I arrived just a bit late (about five minutes); the holiday rush is a way of life in December, isn’t it? Tried as I did to not be late, I was the last to arrive. Being only six people at the table, three people from Young’s and places for three buyers – me being in one of those positions – had me be noticeably tardy. (Darn!)

All was settled in quickly, and off we went. I’m going to write about those wines, but first I have to talk about what I’ve learned regarding wholesalers and their thinking today about social media people. A lot has changed in the last five years. When bloggers came onto the scene, when the crack in the socialnomic window had a brief opening for wine bloggers to enter and set up their own established eschelon, no one knew what influence they would be having in the wine world. At first, they were summarily dismissed as inconsequential. Little by little, the influencers began to take their place upon the social media stage, and today – about seven years later – their buying pattern impact is being seen in Nielsen data, according to Geoff Labitzke, MW and Certified Wine Educator with Young’s.

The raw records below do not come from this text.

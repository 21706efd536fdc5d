use std::cell::{Cell, RefCell};
use std::rc::Rc;

use crate::errors::DeferredError;
use crate::scheduler::Schedule;
use crate::value::Value;

use super::{Deferred, Rejecter, Resolver};

/// A fresh deferred value together with its raw settlement capabilities,
/// for callers that settle from outside a producer (conformance-test
/// adapters in particular).
pub struct DeferredParts {
    pub value: Deferred,
    pub resolver: Resolver,
    pub rejecter: Rejecter,
}

impl Deferred {
    /// Wrap `value` in an already-scheduled fulfillment. An own deferred
    /// value is returned unchanged; a foreign thenable is stored verbatim
    /// and only probed by later `then` machinery.
    pub fn resolve(scheduler: &Rc<dyn Schedule>, value: impl Into<Value>) -> Deferred {
        match value.into() {
            Value::Deferred(deferred) => deferred,
            other => Deferred::new(scheduler, |resolver, _| {
                resolver.resolve(other);
                Ok(())
            }),
        }
    }

    /// A deferred value scheduled to reject with `reason`.
    pub fn reject(scheduler: &Rc<dyn Schedule>, reason: impl Into<Value>) -> Deferred {
        let reason = reason.into();
        Deferred::new(scheduler, |_, rejecter| {
            rejecter.reject(reason);
            Ok(())
        })
    }

    /// Settle with every entry's result in input order, or with the first
    /// rejection. Only a `Value::List` is accepted; anything else rejects
    /// with [`DeferredError::NotIterable`]. Losing entries keep running and
    /// their results are discarded.
    pub fn all(scheduler: &Rc<dyn Schedule>, items: impl Into<Value>) -> Deferred {
        let Value::List(items) = items.into() else {
            return Deferred::reject(scheduler, DeferredError::NotIterable);
        };

        let aggregate = Deferred::pending(scheduler.clone());
        if items.is_empty() {
            aggregate.settle(false, Value::List(Vec::new()));
            return aggregate;
        }

        let total = items.len();
        let results = Rc::new(RefCell::new(vec![Value::Undefined; total]));
        let completed = Rc::new(Cell::new(0usize));
        for (index, item) in items.into_iter().enumerate() {
            let results = results.clone();
            let completed = completed.clone();
            let on_fulfilled = aggregate.clone();
            let on_rejected = aggregate.clone();
            let _ = Deferred::resolve(scheduler, item).then(
                Some(Box::new(move |value| {
                    results.borrow_mut()[index] = value;
                    completed.set(completed.get() + 1);
                    if completed.get() == total {
                        let collected = std::mem::take(&mut *results.borrow_mut());
                        on_fulfilled.settle(false, Value::List(collected));
                    }
                    Ok(Value::Undefined)
                })),
                Some(Box::new(move |reason| {
                    on_rejected.settle(true, reason);
                    Ok(Value::Undefined)
                })),
            );
        }
        aggregate
    }

    /// Settle with whichever entry settles first; later outcomes hit the
    /// settled gate and are discarded, not cancelled. Only a `Value::List`
    /// is accepted.
    pub fn race(scheduler: &Rc<dyn Schedule>, items: impl Into<Value>) -> Deferred {
        let Value::List(items) = items.into() else {
            return Deferred::reject(scheduler, DeferredError::NotIterable);
        };

        let aggregate = Deferred::pending(scheduler.clone());
        for item in items {
            let on_fulfilled = aggregate.clone();
            let on_rejected = aggregate.clone();
            let _ = Deferred::resolve(scheduler, item).then(
                Some(Box::new(move |value| {
                    on_fulfilled.settle(false, value);
                    Ok(Value::Undefined)
                })),
                Some(Box::new(move |reason| {
                    on_rejected.settle(true, reason);
                    Ok(Value::Undefined)
                })),
            );
        }
        aggregate
    }

    /// Factory for externally-settled deferred values.
    pub fn deferred(scheduler: &Rc<dyn Schedule>) -> DeferredParts {
        let value = Deferred::pending(scheduler.clone());
        DeferredParts {
            resolver: Resolver {
                target: value.clone(),
            },
            rejecter: Rejecter {
                target: value.clone(),
            },
            value,
        }
    }
}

When I was working with wholesalers, they only considered two sources in print media to have any influence: Robert Parker and Wine Spectator. Today, there are clearly three. Wine Enthusiast has taken its place on that center stage, and cannot be ignored as an influencer within the older crowd… my peers. It is now beginning to be recognized that social media – through wine blogs, social sites, and each other… my kids’ generation – are now also greatly impacted buying patterns. Sales for them can be as swift as someone saying the right thing at the right time, making wholesalers run out of that wine instantly, through on-line sales sites.

One cannot argue with sales numbers, and this is the most powerful and influential factor that wine bloggers are impacting sales. This was an “aha moment” that I didn’t see coming, but I greatly appreciated hearing it. We’re all seeing a new way of doing business, with some wholesalers now coming over to the social media side. In my thinking, it was only a matter of time, and I’m thrilled that it’s now being recognized.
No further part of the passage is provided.